Bug 463848

Summary: KDE Text Encoding for Korean (applies to KWrite and SubtitleComposer in Flatpaks)
Product: [I don't know] kde Reporter: Jonathan Joseph Chiarella <j_j_chiarella>
Component: generalAssignee: Unassigned bugs mailing-list <unassigned-bugs>
Status: CONFIRMED ---    
Severity: normal CC: hein, kde, nate, nicolas.fella
Priority: NOR    
Version: unspecified   
Target Milestone: ---   
Platform: Ubuntu   
OS: Linux   
Latest Commit: Version Fixed In:
Sentry Crash Report:

Description Jonathan Joseph Chiarella 2023-01-04 20:10:26 UTC
SUMMARY

The text encoding for Korean is broken/wrong on KDE software like KWrite and SubtitleComposer. The "Save As with Encoding ... EUC-KR" is actually not EUC-KR, but Unified Hangul Code/Windows-949/CP 949. The "Save As with Encoding ... CP 949" just corrupts every single non-ASCII character.

STEPS TO REPRODUCE
1.  Create a text file in Unicode (UTF-8), which is the default.
2.  Insert Korean Hangul text like `로씨써쑤쪼뢔쌰쎼쓔쬬`
3a. Save As with Encoding ... EUC-KR
or
3b. Save As with Encoding ... CP 949

OBSERVED RESULT

With EUC-KR, all of the characters `로씨써쑤쪼뢔쌰쎼쓔쬬` are present in the file. (`로씨써쑤쪼` are in EUC-KR, but `뢔쌰쎼쓔쬬` are only theoretically possible but are *not* in EUC-KR.)

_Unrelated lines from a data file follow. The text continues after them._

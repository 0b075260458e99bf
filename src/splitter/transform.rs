//! Line transform trait, and its implementation over an external process.
use std::{
    io::{BufRead, BufReader, Write},
    process::{Child, ChildStdin, ChildStdout, Command, Stdio},
};

use crate::error::Error;

/// A line-oriented, stateful transformation: lines are written in, transformed lines are read out.
pub trait LineTransform {
    /// Write a line. A newline is appended.
    fn write_line(&mut self, line: &str) -> Result<(), Error>;

    /// Read a line, without its trailing newline.
    /// Returns [None] once the output is exhausted.
    fn read_line(&mut self) -> Result<Option<String>, Error>;
}

impl<T: LineTransform + ?Sized> LineTransform for Box<T> {
    fn write_line(&mut self, line: &str) -> Result<(), Error> {
        (**self).write_line(line)
    }

    fn read_line(&mut self) -> Result<Option<String>, Error> {
        (**self).read_line()
    }
}

/// External command, fed through its standard input and read from its standard output.
///
/// Every written line is flushed immediately, so the command can be driven in lock-step.
/// The child is killed when [Process] is dropped.
pub struct Process {
    child: Child,
    stdin: Option<ChildStdin>,
    stdout: BufReader<ChildStdout>,
}

impl Process {
    /// Spawn a command given as a whitespace separated string (program followed by arguments).
    pub fn spawn(command: &str) -> Result<Self, Error> {
        let mut parts = command.split_whitespace();
        let program = parts
            .next()
            .ok_or_else(|| Error::Splitter("empty command".to_string()))?;

        let mut child = Command::new(program)
            .args(parts)
            .stdin(Stdio::piped())
            .stdout(Stdio::piped())
            .spawn()?;

        let stdin = child.stdin.take();
        let stdout = child
            .stdout
            .take()
            .map(BufReader::new)
            .ok_or_else(|| Error::Splitter("could not capture stdout".to_string()))?;

        debug!("spawned {:?} (pid {})", command, child.id());
        Ok(Self {
            child,
            stdin,
            stdout,
        })
    }
}

impl LineTransform for Process {
    fn write_line(&mut self, line: &str) -> Result<(), Error> {
        let stdin = self
            .stdin
            .as_mut()
            .ok_or_else(|| Error::Splitter("stdin is closed".to_string()))?;
        stdin.write_all(line.as_bytes())?;
        stdin.write_all(b"\n")?;
        stdin.flush()?;
        Ok(())
    }

    fn read_line(&mut self) -> Result<Option<String>, Error> {
        let mut line = String::new();
        match self.stdout.read_line(&mut line)? {
            0 => Ok(None),
            _ => Ok(Some(line.trim_end_matches(&['\n', '\r'][..]).to_string())),
        }
    }
}

impl Drop for Process {
    fn drop(&mut self) {
        // closing stdin first lets well-behaved commands exit by themselves
        self.stdin.take();
        if let Err(e) = self.child.kill() {
            debug!("could not kill {}: {}", self.child.id(), e);
        }
        if let Err(e) = self.child.wait() {
            warn!("could not wait for {}: {}", self.child.id(), e);
        }
    }
}

#[cfg(test)]
mod tests {
    use super::{LineTransform, Process};
    use crate::error::Error;

    #[test]
    fn empty_command() {
        assert!(matches!(Process::spawn("   "), Err(Error::Splitter(_))));
    }

    #[test]
    fn missing_command() {
        assert!(matches!(
            Process::spawn("this-command-does-not-exist-hopefully"),
            Err(Error::Io(_))
        ));
    }

    #[cfg(unix)]
    #[test]
    fn lock_step() {
        let mut p = Process::spawn("cat").unwrap();
        p.write_line("hello").unwrap();
        assert_eq!(p.read_line().unwrap(), Some("hello".to_string()));
        p.write_line("world").unwrap();
        p.write_line("").unwrap();
        assert_eq!(p.read_line().unwrap(), Some("world".to_string()));
        assert_eq!(p.read_line().unwrap(), Some("".to_string()));
    }
}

With CP 949 all of the characters `로씨써쑤쪼뢔쌰쎼쓔쬬` become `??????????`. (`로씨써쑤쪼뢔쌰쎼쓔쬬` *are* all in Windows-949/CP 949/UHC.)

EXPECTED RESULT

With EUC-KR, the characters `로씨써쑤쪼뢔쌰쎼쓔쬬` should become `로씨써쑤쪼?????` or `로씨써쑤쪼` because `로씨써쑤쪼` *are* in EUC-KR, but `뢔쌰쎼쓔쬬` are *not* in EUC-KR, despite being theoretically possible arrangements of letters into pre-composed blocks.

With CP 949, the characters `로씨써쑤쪼뢔쌰쎼쓔쬬` should all be preserved as `로씨써쑤쪼뢔쌰쎼쓔쬬` because *all* are in CP 949/Windows-949/UHC.

SOFTWARE/OS VERSIONS

Latest Flatpak as of 2022-12-31, running on Linux (Ubuntu)

ADDITIONAL INFORMATION

EUC-KR *does* have `로씨써쑤쪼`, but it does *not* have `뢔쌰쎼쓔쬬` or `낥` or several other theoretical possibilities. In Korean, one types letters to form blocks. `낥` is theoretically possible. One just types `ㄴ` and `ㅏ` and `ㄹ` and `ㅌ`.  Then, the IME assembles these into the block `낥` and the computer saves this block as a pre-composed block in Unicode.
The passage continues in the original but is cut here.